Perhaps if we want network nodes to be connected it makes more sense to just have 50% network nodes instead of 50% memory nodes:

CnMnC? nMnCn MnCnM?

This geometry still has 'wasted neighbors' of Ms next to Ms and Cs next to Cs, and it has asymmetry (there are diagonal stripes of Ms and Cs going from up-right to down-left) but it's much simpler. One change could be to break of the M diagonal stripes by adding more Cs:

CnMnC? nCnCn MnCnM? nCnCn

and we could then eliminate that C without any M neighbors by replacing it with an M:

CnMn? nCnC MnMn? nCnC

much better, i think. In this 4x4 patch we have 8 ns, 5 Cs, 4 Ms (50%, 30%, 25%). The downside here is that we'd probably prefer more Ms than Cs. But the upside is that we don't waste any adjacencies on 'M-M's; each M is surrounded by 4 ns and 4 Cs. The above is the basic repeating unit, but to more easily see the pattern, double it:

CnMnCnMn? nCnCnCnC MnMnMnMn? nCnCnCnC CnMnCnMn? nCnCnCnC MnMnMnMn? nCnCnCnC

As you can see, there are little 'stars' of 5 Cs, with 1 center C and 1 C at each of its diagonals (in the repeating unit figure, the upper-left square was a center C). We can break these, without adding M-M adjacencies, by replacing the center of the star with M, which also gains us a smaller repeating unit:

Mn nC

so now we have 50% n, 25% M, and 25% C (and no C-C connections). To more easily see what's happening, repeat it:

MnMn? nCnC MnMn? nCnC

well i feel pretty dumb for going thru all of that just to get here. It's good though.

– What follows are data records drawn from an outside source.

//! Layout compiler (§4.3): two-pass assignment of byte offsets, turning a
//! parsed [`NodeList`] into a compiled [`CompiledTree`].
//!
//! Pass A sizes every record; Pass B allocates one buffer and emits node
//! headers, parameters, and zeroed composites in parse order, then
//! backpatches every forward reference (parent pointers, child-offset
//! tables, the root-children table) once all offsets are known.

use super::ast::NodeList;
use crate::codec::{self, Composite, Header, NodeHeader, StepResultRaw};
use crate::error::EngineError;
use crate::value::{Direction, State};
use sha2::{Digest, Sha256};
use std::collections::HashMap;

/// A compiled tree: the owned byte buffer plus nothing else. All node and
/// execution state lives inside the buffer itself.
#[derive(Clone, Debug)]
pub struct CompiledTree {
    buf: Vec<u8>,
}

impl CompiledTree {
    pub fn as_bytes(&self) -> &[u8] {
        &self.buf
    }

    pub fn as_bytes_mut(&mut self) -> &mut [u8] {
        &mut self.buf
    }

    pub fn len(&self) -> usize {
        self.buf.len()
    }

    pub fn is_empty(&self) -> bool {
        self.buf.is_empty()
    }

    /// SHA-256 fingerprint of the compiled bytes — `compile` is pure, so two
    /// calls on identical source (and identical type registration) produce
    /// identical fingerprints (§4.3 Determinism, §8.2).
    pub fn fingerprint(&self) -> [u8; 32] {
        let mut hasher = Sha256::new();
        hasher.update(&self.buf);
        hasher.finalize().into()
    }
}

/// Compile a parsed node list into a byte buffer (§4.3).
pub fn compile(nodes: &NodeList) -> Result<CompiledTree, EngineError> {
    // ── Pass A: size ──
    let mut children_count: HashMap<u32, u16> = HashMap::new();
    for n in &nodes.nodes {
        *children_count.entry(n.parent).or_insert(0) += 1;
    }
    let root_children_count = *children_count.get(&0).unwrap_or(&0);

    let mut record_sizes = Vec::with_capacity(nodes.nodes.len());
    let mut total: u64 = codec::HEADER_SIZE as u64 + root_children_count as u64 * 4;
    for n in &nodes.nodes {
        let cc = *children_count.get(&n.node_id).unwrap_or(&0);
        let pc = n.params.len() as u16;
        let size = codec::record_size(cc, pc);
        record_sizes.push((cc, pc, size));
        total += size as u64;
    }

    let mut buf = vec![0u8; total as usize];
    let first_node_offset = codec::HEADER_SIZE as u32 + root_children_count as u32 * 4;

    codec::write_header(
        &mut buf,
        &Header {
            node_count: nodes.nodes.len() as u32,
            ptr: 0,
            children_count: root_children_count,
            first_node_offset,
            last_result: StepResultRaw {
                state: State::Success,
                direction: Direction::Down,
            },
            child_idx: 0,
        },
    )?;

    if nodes.nodes.is_empty() {
        return Ok(CompiledTree { buf });
    }

    // ── Pass B, step 3: assign offsets, write headers/params/zeroed composite ──
    let mut offset_of: HashMap<u32, u32> = HashMap::new();
    let mut running = first_node_offset;
    for (n, (_, _, size)) in nodes.nodes.iter().zip(&record_sizes) {
        offset_of.insert(n.node_id, running);
        running += size;
    }

    for (n, (cc, pc, size)) in nodes.nodes.iter().zip(&record_sizes) {
        let offset = offset_of[&n.node_id];
        let children_offset = offset + codec::NODE_HEADER_SIZE as u32;
        let params_offset = children_offset + *cc as u32 * 4;
        let comp_offset = params_offset + *pc as u32 * 5;
        codec::write_node_header(
            &mut buf,
            offset,
            &NodeHeader {
                type_idx: n.type_idx as i16,
                parent: 0, // backpatched in step 4
                children_offset,
                children_count: *cc,
                params_offset,
                params_count: *pc,
                comp_offset,
                node_size: *size,
            },
        )?;
        for (i, p) in n.params.iter().enumerate() {
            codec::write_param(&mut buf, offset, i as u16, *p)?;
        }
        codec::write_composite(&mut buf, offset, &Composite::default())?;
    }

    // ── Pass B, step 4: backpatch parent + child-offset tables + root table ──
    let mut next_child_slot: HashMap<u32, u16> = HashMap::new();
    let mut root_slot: u16 = 0;
    for n in &nodes.nodes {
        let offset = offset_of[&n.node_id];
        if n.parent == 0 {
            codec::write_root_child(&mut buf, root_slot, offset)?;
            root_slot += 1;
        } else {
            let parent_offset = offset_of[&n.parent];
            codec::write_node_header(
                &mut buf,
                offset,
                &{
                    let mut h = codec::read_node_header(&buf, offset)?;
                    h.parent = parent_offset;
                    h
                },
            )?;
            let slot = next_child_slot.entry(n.parent).or_insert(0);
            codec::write_child(&mut buf, parent_offset, *slot, offset)?;
            *slot += 1;
        }
    }

    Ok(CompiledTree { buf })
}

#[cfg(test)]
mod tests {
    use super::*;
    use crate::compiler::parser;
    use std::collections::HashMap as Map;

    fn types(names: &[&str]) -> Map<String, u16> {
        names
            .iter()
            .enumerate()
            .map(|(i, n)| (n.to_string(), i as u16))
            .collect()
    }

    #[test]
    fn empty_forest_compiles() {
        let list = parser::parse("", &types(&["Task"])).unwrap();
        let tree = compile(&list).unwrap();
        let h = codec::read_header(tree.as_bytes()).unwrap();
        assert_eq!(h.node_count, 0);
        assert_eq!(h.children_count, 0);
    }

    #[test]
    fn determinism() {
        let t = types(&["TaskA", "TaskB"]);
        let list = parser::parse("TaskA(1)[TaskB($0)]", &t).unwrap();
        let a = compile(&list).unwrap();
        let b = compile(&list).unwrap();
        assert_eq!(a.as_bytes(), b.as_bytes());
        assert_eq!(a.fingerprint(), b.fingerprint());
    }

    #[test]
    fn parent_offsets_and_child_table() {
        let t = types(&["TaskA", "TaskB"]);
        let list = parser::parse("TaskA[TaskB, TaskB]", &t).unwrap();
        let tree = compile(&list).unwrap();
        let buf = tree.as_bytes();
        let h = codec::read_header(buf).unwrap();
        assert_eq!(h.children_count, 1);
        let root = codec::read_root_child(buf, 0).unwrap();
        assert_eq!(root, h.first_node_offset);
        let root_nh = codec::read_node_header(buf, root).unwrap();
        assert_eq!(root_nh.parent, 0);
        assert_eq!(root_nh.children_count, 2);
        let c0 = codec::read_child(buf, root, 0).unwrap();
        let c1 = codec::read_child(buf, root, 1).unwrap();
        assert_ne!(c0, c1);
        assert_eq!(codec::read_node_header(buf, c0).unwrap().parent, root);
        assert_eq!(codec::read_node_header(buf, c1).unwrap().parent, root);
    }

    #[test]
    fn deep_nesting_no_stack_growth_in_layout() {
        let t = types(&["Task"]);
        let mut src = String::new();
        for _ in 0..16 {
            src.push_str("Task[");
        }
        src.push_str("Task");
        for _ in 0..16 {
            src.push(']');
        }
        let list = parser::parse(&src, &t).unwrap();
        let tree = compile(&list).unwrap();
        assert_eq!(codec::read_header(tree.as_bytes()).unwrap().node_count, 17);
    }
}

With this topology we can just say that each memory node has 64k of memory and this is divided into 8 parts for its 8 neighbors, so 8k for each of its neighbors. A C node has 4 M neighbors, so it 'owns' 32k of memory there. If the memory nodes had double the memory then the CPU nodes would have their entire address space taken up by that, which isn't what we want (we want them to have some local memory too -- i think?), so this is probably good. We can also give each CPU node direct access to a small amount of memory in each neighboring n node; let's say 4k, which means that each n node must host 4k for 6 of its 8 neighbors (the C and n neighbors) for a total of 24k. So the C nodes now have 16k left in their 64k address space, which we can call their local memory. Or, we could say that each CPU node can DMA 1k in net nodes, so each net node must host 6k; and we can say that each CPU also hosts 1k per net neighbor in itself, for a total of 4k, leaving 8k local memory for CPU nodes. Each net node now hosts 6k for neighboring n and C nodes, owns 6k at neighboring n and C nodes, own 16k at neighboring M nodes, leaving 36k of 64k addressing space free; allocate some of that (16k?) for two buses, one for each diagonal line. So:

memory node: 64k memory, hosting 8k for each neighbor cpu node: 8k local memory, owns 32k at neighboring M nodes (at least 4k of this is probably reserved for communicating with the C nodes on the other sides of those M nodes), and 4k at neighboring n nodes, and hosts 4k for neighboring n nodes net node: 8k local memory, hosts 6k for neighboring n and C nodes, owns 6k at neighboring n and C nodes, own 16k at neighboring M nodes, 16k for two diagonal n-line buses (8k for each bus), (12k addressing space free; one imagines that the diagonal line buses can only get so large, after which point we have to break the repeating tessellation into larger squares; perhaps 8k of the remaining can be used for 'global'-intra-square or for inter-square communication, and 4k for booting or debugging or 'global' or something like that; or perhaps that 8k could instead be used for two more busses, so that we have a vertical and a horizontal and two diagonal busses intersecting each network node)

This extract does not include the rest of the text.